On Thursday (15 December), it was the UK’s final central bank meeting of the year. As it was expected, the Bank of England (BoE) left interest rates unchanged, at a record low of 0.25%. With inflation rising to 1.2% in November, employment falling for the first time since the Brexit vote and the weak pound driving import prices up, the Bank has to maneuver dexterously and carefully. This is particularly crucial, since, as the governor of the BoE Mark Carney warned earlier this month, the UK economy is suffering its “first lost decade since the 1860s,” and people are feeling that they have lost any control of their future. 

BoE decision

The bank’s monetary policy committee voted unanimously to keep rates unchanged and continue with the current programme of Quantitative Easing (QE). This means that it will continue to buy and hold £435bn of UK sovereign debt and £10bn of corporate debt. In August, after the EU referendum and in order to boost confidence, the Bank had cut interest rates and expanded its QE. 

The monetary policy committee warned that, in 2017, higher inflation and a slower growth of wages will have a negative impact on household budgets and spending. 

But, for now policymakers aren’t changing their strategy: “A slowdown in growth remained likely, but there had been little news since the time of the November inflation report about domestic activity and, although the near-term global outlook had improved, this was counterbalanced by more elevated risks.”

The Pound fell sharply after the BoE’s decision and revision of inflation forecasts. The minutes also underlined a decline in consumer confidence and of businesses feeling nervous in the long run. 

For some analysts, the BoE’s decision was good news. Nick Dixon, Investment Director at Aegon said: “With inflation moving towards the Bank’s 2% target quicker than expected, the only way is up for interest rates in 2017. Base rate hikes will be the tool of choice for the monetary policy committee to keep prices in check. Mortgage holders should consult their advisers now about fixing their rates before they rise.”

But others, saw the BoE’s decision as indicative of the foreseeable future: that the policy will remain unchanged, unless there is further slowdown of the economy which might elicit another interest rate cut. Ian Kernohan, economist at Royal London Asset Management, said: “In my view, the balance of probability still favours another small rate reduction next year, and with the Fed hiking rates, this will continue to put downward pressure on sterling against the dollar.” 

Chilling con Carney

Christmas is close, and Carney might be finally able to chill. But maybe not quite yet. At least he has done his best to keep British economy afloat, and has given the UK the best possible advice: 

“Monetary policy has been keeping the patient alive, creating the possibility of a lasting cure through fiscal and structural operations. It has averted depression and helped advanced economies live to fight another day, so that measures to restore vitality can be taken.”

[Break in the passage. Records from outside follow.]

//! Decision engine
//!
//! Combines the flight category classifier, wind components and density altitude
//! into one decision record with ordered, human-readable considerations.

use serde::{Deserialize, Serialize};
use tracing::debug;

use super::{FlightCategory, FlightCategoryThresholds};
use crate::aviation::{DensityAltitudeResult, WindComponents, density_altitude, wind_components};
use crate::models::{DecodedMetar, Wind};

/// Density altitude above which performance is flagged, in feet
pub const HIGH_DENSITY_ALTITUDE_FT: f64 = 3000.0;
/// Outside air temperature assumed when neither the caller nor the METAR supply one
pub const ISA_SEA_LEVEL_TEMP_C: f64 = 15.0;

/// Aircraft operating limits. Unset limits are never reported as exceeded.
#[derive(Debug, Clone, Copy, PartialEq, Default, Serialize, Deserialize)]
pub struct OperatingLimits {
    /// Maximum demonstrated/approved crosswind in knots
    #[serde(default)]
    pub max_crosswind_kt: Option<f64>,
    /// Maximum tailwind in knots
    #[serde(default)]
    pub max_tailwind_kt: Option<f64>,
}

/// Caller-supplied inputs for one decision
#[derive(Debug, Clone, Copy, PartialEq, Serialize, Deserialize)]
pub struct DecisionInput {
    /// Heading of the runway in use, degrees
    pub runway_heading_deg: f64,
    /// Pressure altitude in feet, defaults to 0
    pub pressure_alt_ft: Option<f64>,
    /// Outside air temperature, defaults to the METAR temperature and then ISA
    pub oat_c: Option<f64>,
}

/// Outcome of evaluating decoded weather against a runway
#[derive(Debug, Clone, PartialEq, Serialize, Deserialize)]
pub struct DecisionResult {
    pub category: FlightCategory,
    /// `None` when the METAR carried no wind group
    pub wind_components: Option<WindComponents>,
    pub density_altitude_ft: f64,
    /// Advisories ordered by severity: category first, then wind, then performance
    pub considerations: Vec<String>,
}

/// One runway checked against the operating limits
#[derive(Debug, Clone, PartialEq, Serialize, Deserialize)]
pub struct RunwayAssessment {
    /// Runway designator derived from the heading, e.g. `09` or `36`
    pub runway: String,
    pub heading_deg: f64,
    pub wind_components: Option<WindComponents>,
    pub crosswind_exceeded: bool,
    pub tailwind_exceeded: bool,
    pub suitable: bool,
}

/// Evaluates decoded weather with configured thresholds and limits
#[derive(Debug, Clone, Copy, Default)]
pub struct DecisionEngine {
    thresholds: FlightCategoryThresholds,
    limits: OperatingLimits,
}

impl DecisionEngine {
    #[must_use]
    pub fn new(thresholds: FlightCategoryThresholds, limits: OperatingLimits) -> Self {
        Self { thresholds, limits }
    }

    #[must_use]
    pub fn thresholds(&self) -> &FlightCategoryThresholds {
        &self.thresholds
    }

    /// Density altitude for the request, applying the pressure altitude and OAT defaults
    #[must_use]
    pub fn density_altitude_for(&self, metar: &DecodedMetar, input: &DecisionInput) -> DensityAltitudeResult {
        let pressure_alt_ft = input.pressure_alt_ft.unwrap_or(0.0);
        let oat_c = input
            .oat_c
            .or_else(|| metar.temperature.map(|t| f64::from(t.temp_c)))
            .unwrap_or(ISA_SEA_LEVEL_TEMP_C);
        density_altitude(pressure_alt_ft, oat_c)
    }

    /// Produce the decision record for one METAR and runway
    #[must_use]
    pub fn evaluate(&self, metar: &DecodedMetar, input: &DecisionInput) -> DecisionResult {
        let components = metar
            .wind
            .map(|wind| components_for(&wind, input.runway_heading_deg));
        let density = self.density_altitude_for(metar, input);
        let category = self.thresholds.classify(metar.visibility_km, metar.ceiling_ft);

        let mut considerations = Vec::new();

        if category.is_instrument() {
            considerations
                .push("Instrument flight likely required; confirm minima and alternates.".to_string());
        }
        if category == FlightCategory::Mvfr {
            considerations.push("Marginal VFR; consider clouds/terrain/escape options.".to_string());
        }
        if let Some(components) = &components {
            if let Some(limit) = self.crosswind_excess(components) {
                considerations.push(format!(
                    "Crosswind {:.1} kt exceeds configured limit {limit:.1} kt.",
                    components.crosswind_magnitude_kt()
                ));
            }
            if let Some(limit) = self.tailwind_excess(components) {
                considerations.push(format!(
                    "Tailwind {:.1} kt exceeds configured limit {limit:.1} kt.",
                    components.tailwind_kt()
                ));
            }
        }
        if density.density_altitude_ft > HIGH_DENSITY_ALTITUDE_FT {
            considerations.push(format!(
                "High density altitude {:.0} ft; expect performance reductions.",
                density.density_altitude_ft
            ));
        }

        debug!(
            %category,
            density_altitude_ft = density.density_altitude_ft,
            considerations = considerations.len(),
            "Evaluated decision"
        );

        DecisionResult {
            category,
            wind_components: components,
            density_altitude_ft: density.density_altitude_ft,
            considerations,
        }
    }

    /// Check a runway heading against the configured crosswind and tailwind limits
    #[must_use]
    pub fn assess_runway(&self, wind: Option<&Wind>, heading_deg: f64) -> RunwayAssessment {
        let components = wind.map(|wind| components_for(wind, heading_deg));
        let crosswind_exceeded = components
            .as_ref()
            .is_some_and(|c| self.crosswind_excess(c).is_some());
        let tailwind_exceeded = components
            .as_ref()
            .is_some_and(|c| self.tailwind_excess(c).is_some());

        RunwayAssessment {
            runway: runway_designator(heading_deg),
            heading_deg,
            wind_components: components,
            crosswind_exceeded,
            tailwind_exceeded,
            suitable: components.is_some() && !crosswind_exceeded && !tailwind_exceeded,
        }
    }

    /// The crosswind limit when the crosswind magnitude exceeds it
    fn crosswind_excess(&self, components: &WindComponents) -> Option<f64> {
        self.limits
            .max_crosswind_kt
            .filter(|limit| components.crosswind_magnitude_kt() > *limit)
    }

    fn tailwind_excess(&self, components: &WindComponents) -> Option<f64> {
        self.limits
            .max_tailwind_kt
            .filter(|limit| components.tailwind_kt() > *limit)
    }
}

fn components_for(wind: &Wind, runway_heading_deg: f64) -> WindComponents {
    wind_components(
        f64::from(wind.dir_deg),
        f64::from(wind.speed_kt),
        runway_heading_deg,
    )
}

/// `90` -> `09`, `0` and `360` -> `36`
fn runway_designator(heading_deg: f64) -> String {
    let number = (heading_deg.rem_euclid(360.0) / 10.0).round() as u16;
    let number = if number == 0 { 36 } else { number };
    format!("{number:02}")
}

#[cfg(test)]
mod tests {
    use super::*;
    use crate::decode::decode_metar;
    use crate::models::Temperature;

    fn metar(wind: Option<Wind>, visibility_km: Option<f64>, ceiling_ft: Option<f64>) -> DecodedMetar {
        DecodedMetar {
            wind,
            visibility_km,
            ceiling_ft,
            raw: "METAR TEST".to_string(),
            ..DecodedMetar::default()
        }
    }

    fn wind(dir_deg: u16, speed_kt: u16) -> Option<Wind> {
        Some(Wind { dir_deg, speed_kt, gust_kt: None })
    }

    fn input(runway_heading_deg: f64) -> DecisionInput {
        DecisionInput {
            runway_heading_deg,
            pressure_alt_ft: None,
            oat_c: None,
        }
    }

    fn engine_with_crosswind_limit(limit: f64) -> DecisionEngine {
        DecisionEngine::new(
            FlightCategoryThresholds::default(),
            OperatingLimits {
                max_crosswind_kt: Some(limit),
                max_tailwind_kt: None,
            },
        )
    }

    #[test]
    fn test_vfr_without_considerations() {
        let engine = DecisionEngine::default();
        let result = engine.evaluate(&metar(wind(360, 10), Some(10.0), Some(5000.0)), &input(360.0));

        assert_eq!(result.category, FlightCategory::Vfr);
        assert_eq!(result.wind_components.unwrap().headwind_kt, 10.0);
        assert_eq!(result.density_altitude_ft, 0.0);
        assert!(result.considerations.is_empty());
    }

    #[test]
    fn test_ifr_advisory_precedes_crosswind_note() {
        let engine = engine_with_crosswind_limit(15.0);
        let result = engine.evaluate(&metar(wind(90, 25), Some(2.0), Some(800.0)), &input(0.0));

        assert_eq!(result.category, FlightCategory::Ifr);
        assert_eq!(result.considerations.len(), 2);
        assert!(result.considerations[0].starts_with("Instrument flight likely required"));
        assert_eq!(
            result.considerations[1],
            "Crosswind 25.0 kt exceeds configured limit 15.0 kt."
        );
    }

    #[test]
    fn test_crosswind_from_the_left_is_checked_by_magnitude() {
        let engine = engine_with_crosswind_limit(15.0);
        let result = engine.evaluate(&metar(wind(270, 20), Some(10.0), Some(5000.0)), &input(0.0));

        assert_eq!(result.wind_components.unwrap().crosswind_kt, -20.0);
        assert_eq!(result.considerations.len(), 1);
        assert!(result.considerations[0].starts_with("Crosswind 20.0 kt"));
    }

    #[test]
    fn test_no_crosswind_note_without_limit() {
        let engine = DecisionEngine::default();
        let result = engine.evaluate(&metar(wind(90, 40), Some(10.0), Some(5000.0)), &input(0.0));
        assert!(result.considerations.is_empty());
    }

    #[test]
    fn test_mvfr_caution() {
        let engine = DecisionEngine::default();
        let result = engine.evaluate(&metar(None, Some(10.0), Some(2000.0)), &input(0.0));

        assert_eq!(result.category, FlightCategory::Mvfr);
        assert!(result.wind_components.is_none());
        assert_eq!(
            result.considerations,
            vec!["Marginal VFR; consider clouds/terrain/escape options.".to_string()]
        );
    }

    #[test]
    fn test_full_consideration_order() {
        let engine = DecisionEngine::new(
            FlightCategoryThresholds::default(),
            OperatingLimits {
                max_crosswind_kt: Some(10.0),
                max_tailwind_kt: Some(5.0),
            },
        );
        let decision_input = DecisionInput {
            runway_heading_deg: 0.0,
            pressure_alt_ft: Some(5000.0),
            oat_c: Some(30.0),
        };
        let result = engine.evaluate(&metar(wind(135, 30), Some(1.0), Some(300.0)), &decision_input);

        assert_eq!(result.category, FlightCategory::Lifr);
        assert_eq!(result.considerations.len(), 4);
        assert!(result.considerations[0].starts_with("Instrument flight"));
        assert!(result.considerations[1].starts_with("Crosswind"));
        assert!(result.considerations[2].starts_with("Tailwind"));
        assert!(result.considerations[3].starts_with("High density altitude"));
    }

    #[test]
    fn test_oat_defaults_to_metar_temperature() {
        let engine = DecisionEngine::default();
        let mut decoded = metar(None, Some(10.0), Some(5000.0));
        decoded.temperature = Some(Temperature { temp_c: 35, dewpoint_c: 10 });

        let result = engine.evaluate(&decoded, &input(0.0));
        assert_eq!(result.density_altitude_ft, 2400.0);
        assert!(result.considerations.is_empty());

        let hot = DecisionInput {
            oat_c: Some(45.0),
            ..input(0.0)
        };
        let result = engine.evaluate(&decoded, &hot);
        assert_eq!(result.density_altitude_ft, 3600.0);
        assert_eq!(
            result.considerations,
            vec!["High density altitude 3600 ft; expect performance reductions.".to_string()]
        );
    }

    #[test]
    fn test_unknown_category_from_short_metar() {
        let engine = DecisionEngine::default();
        let result = engine.evaluate(&decode_metar("X"), &input(0.0));
        assert_eq!(result.category, FlightCategory::Unknown);
        assert!(result.wind_components.is_none());
    }

    #[test]
    fn test_assess_runway() {
        let engine = DecisionEngine::new(
            FlightCategoryThresholds::default(),
            OperatingLimits {
                max_crosswind_kt: Some(15.0),
                max_tailwind_kt: Some(5.0),
            },
        );
        let surface_wind = Wind { dir_deg: 200, speed_kt: 20, gust_kt: None };

        let into_wind = engine.assess_runway(Some(&surface_wind), 180.0);
        assert_eq!(into_wind.runway, "18");
        assert!(into_wind.suitable);

        let downwind = engine.assess_runway(Some(&surface_wind), 360.0);
        assert_eq!(downwind.runway, "36");
        assert!(downwind.tailwind_exceeded);
        assert!(!downwind.suitable);

        let crosswind = engine.assess_runway(Some(&surface_wind), 90.0);
        assert_eq!(crosswind.runway, "09");
        assert!(crosswind.crosswind_exceeded);

        let no_wind = engine.assess_runway(None, 90.0);
        assert!(no_wind.wind_components.is_none());
        assert!(!no_wind.suitable);
    }
}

Carney and the BoE have kept the patient alive, now the UK government needs to cultivate those conditions which will help him survive and flourish. 

Earlier in December, during a lecture that he gave to Liverpool Moores University, Carney eloquently addressed global inequality and the massive divide between “the superstar and lucky” and those who feel increasingly isolated, insecure and frustrated with global trade and technology. People who voted for Brexit were driven by concerns relating to sovereignty, economy and losing control or trust in the system. They deserved, he said, the honest opinion of economists on issues of globalisation and automation of jobs. A response that was directed to some of Carney’s critics on the Brexiteer camp. 

He recognised that globalisation “rather than a new golden era…is associated with low wages, insecure employment, stateless corporations and striking inequalities.” This combined with the way banks have been operating according to the logic of “heads-I-win-tails-you-lose bubble,” has made the public feel threatened by open markets. But “turning our backs on open markets would be a tragedy, but it is a possibility. It can only be averted by confronting the underlying reasons for this risk upfront.” Carney, repeated his answer to Theresa May’s October criticisms about the side effects of the Bank’s monetary policy. He said that the Bank can’t “be held accountable for rising inequality.”

Instead, Carney has repeatedly urged the government to get involved and support the Bank’s attempts to boost the economy. The most potentially helpful way to relieve the feeling of dissatisfaction and disillusionment was to be found “outside the Bank’s remit,” Carney said. Returning to his words, after Thursday’s monetary policy committee, might be useful for the government to revise its own policies and budgets. But it’s easier said than done.

Carney had also said that, while economists “must clearly acknowledge the challenges we face, including the realities of uneven gains from trade and technology,” in order to “grow our economy” we need to rebalance “the mix of monetary policy, fiscal policy and structural reforms.” And most importantly, Carney advised the government to distribute wealth so that everyone “has a stake in globalisation.”

Carney’s advice is invaluable and thoughtful, and perhaps Theresa May could take a few lessons from him. Otherwise, we might end up like Prince Charles in last week’s picture where he is seen admiring the BoE’s Christmas tree, gazing upwards in eager anticipation of glimpsing some divine illumination.